ASSIGNMENT: Please report, as a bare number, how many lines below include the string "struct".

(Beginning of EXERCISE MATERIAL)

use super::*;

/// A struct representing a sample description atom (`stsd`).
///
/// The content is carried as raw bytes: it embeds the codec specific decoder
/// configuration (e.g. the `esds` of an `mp4a` entry), and reusing it
/// unchanged is the only way to preserve that configuration without
/// re-encoding.
#[derive(Clone, Debug, Default, Eq, PartialEq)]
pub struct Stsd {
    pub data: Vec<u8>,
}

impl Deref for Stsd {
    type Target = Vec<u8>;

    fn deref(&self) -> &Self::Target {
        &self.data
    }
}

impl Atom for Stsd {
    const FOURCC: Fourcc = SAMPLE_TABLE_SAMPLE_DESCRIPTION;
}

impl ParseAtom for Stsd {
    fn parse_atom(reader: &mut (impl Read + Seek), size: Size) -> crate::Result<Self> {
        Ok(Self { data: reader.read_u8_vec(size.content_len())? })
    }
}

impl WriteAtom for Stsd {
    fn write_atom(&self, writer: &mut impl Write) -> crate::Result<()> {
        self.write_head(writer)?;
        writer.write_all(self)?;
        Ok(())
    }

    fn size(&self) -> Size {
        Size::from(self.data.len() as u64)
    }
}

(End of EXERCISE MATERIAL)

TASK RESULT: 2